Your objective => Count every line in the entries below that contains the word "Four", and give only that number.

----------

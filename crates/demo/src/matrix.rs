// LabWired - Firmware Simulation Platform
// Copyright (C) 2026 Andrii Shylenko
//
// This software is released under the MIT License.
// See the LICENSE file in the project root for full license information.

//! 4x4 byte matrix demo: the same product computed with a software loop and
//! with the vector-multiply custom instruction.

use sopc_core::custom::CustomInstruction;
use std::fmt;

/// Matrix size
pub const MSIZE: usize = 4;

/// Four unsigned byte components that travel as one 32-bit word.
///
/// Packing is little-endian: component 0 occupies bits 7:0 and component 3
/// bits 31:24, matching the Nios II byte order.
#[derive(Debug, Clone, Copy, PartialEq, Eq, Default)]
pub struct Vector4([u8; MSIZE]);

impl Vector4 {
    pub const fn from_components(components: [u8; MSIZE]) -> Self {
        Self(components)
    }

    pub const fn from_word(word: u32) -> Self {
        Self(word.to_le_bytes())
    }

    pub const fn to_word(self) -> u32 {
        u32::from_le_bytes(self.0)
    }

    pub fn components(&self) -> [u8; MSIZE] {
        self.0
    }

    pub fn component(&self, index: usize) -> u8 {
        self.0[index]
    }

    pub fn set_component(&mut self, index: usize, value: u8) {
        self.0[index] = value;
    }
}

/// Four rows of `Vector4`.
#[derive(Debug, Clone, Copy, PartialEq, Eq, Default)]
pub struct Matrix4 {
    rows: [Vector4; MSIZE],
}

impl Matrix4 {
    pub const fn from_words(words: [u32; MSIZE]) -> Self {
        Self {
            rows: [
                Vector4::from_word(words[0]),
                Vector4::from_word(words[1]),
                Vector4::from_word(words[2]),
                Vector4::from_word(words[3]),
            ],
        }
    }

    pub fn row(&self, index: usize) -> Vector4 {
        self.rows[index]
    }

    pub fn rows(&self) -> &[Vector4; MSIZE] {
        &self.rows
    }
}

impl fmt::Display for Matrix4 {
    fn fmt(&self, f: &mut fmt::Formatter<'_>) -> fmt::Result {
        writeln!(f, "Matrix :")?;
        for row in &self.rows {
            let [c0, c1, c2, c3] = row.components();
            writeln!(f, "{:2} {:2} {:2} {:2}", c0, c1, c2, c3)?;
        }
        Ok(())
    }
}

/// Which implementation `mult` runs, selected by its numeric argument.
#[derive(Debug, Clone, Copy, PartialEq, Eq)]
pub enum MultiplyPath {
    Software,
    Hardware,
}

impl MultiplyPath {
    pub fn from_selector(selector: u8) -> Option<Self> {
        match selector {
            1 => Some(Self::Software),
            2 => Some(Self::Hardware),
            _ => None,
        }
    }

    pub fn label(self) -> &'static str {
        match self {
            Self::Software => "SW",
            Self::Hardware => "HW",
        }
    }
}

/// The fixed demo inputs. `B` is stored transposed: row `c` of `B` is
/// column `c` of the right-hand operand.
pub fn set_input_matrices() -> (Matrix4, Matrix4) {
    let a = Matrix4::from_words([0x0403_0201, 0x0807_0605, 0x0C0B_0A09, 0x100F_0E0D]);
    let b = Matrix4::from_words([0x0101_0101, 0x0202_0202, 0x0303_0303, 0x0404_0404]);
    (a, b)
}

/// `P[row][col] = sum_k A[row][k] * B[col][k]`, accumulated in 8 bits.
/// Elements wrap past 255.
pub fn multiply_software(a: &Matrix4, b: &Matrix4) -> Matrix4 {
    let mut p = Matrix4::default();
    for row in 0..MSIZE {
        for col in 0..MSIZE {
            let mut acc = 0u8;
            for k in 0..MSIZE {
                acc = acc.wrapping_add(a.rows[row].0[k].wrapping_mul(b.rows[col].0[k]));
            }
            p.rows[row].0[col] = acc;
        }
    }
    p
}

/// Same product, one custom instruction per element. The instruction result
/// is truncated to the 8-bit element.
pub fn multiply_hardware(a: &Matrix4, b: &Matrix4, unit: &mut dyn CustomInstruction) -> Matrix4 {
    let mut p = Matrix4::default();
    for row in 0..MSIZE {
        for col in 0..MSIZE {
            let word = unit.execute(a.rows[row].to_word(), b.rows[col].to_word());
            p.rows[row].0[col] = word as u8;
        }
    }
    p
}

----------

Task result => 2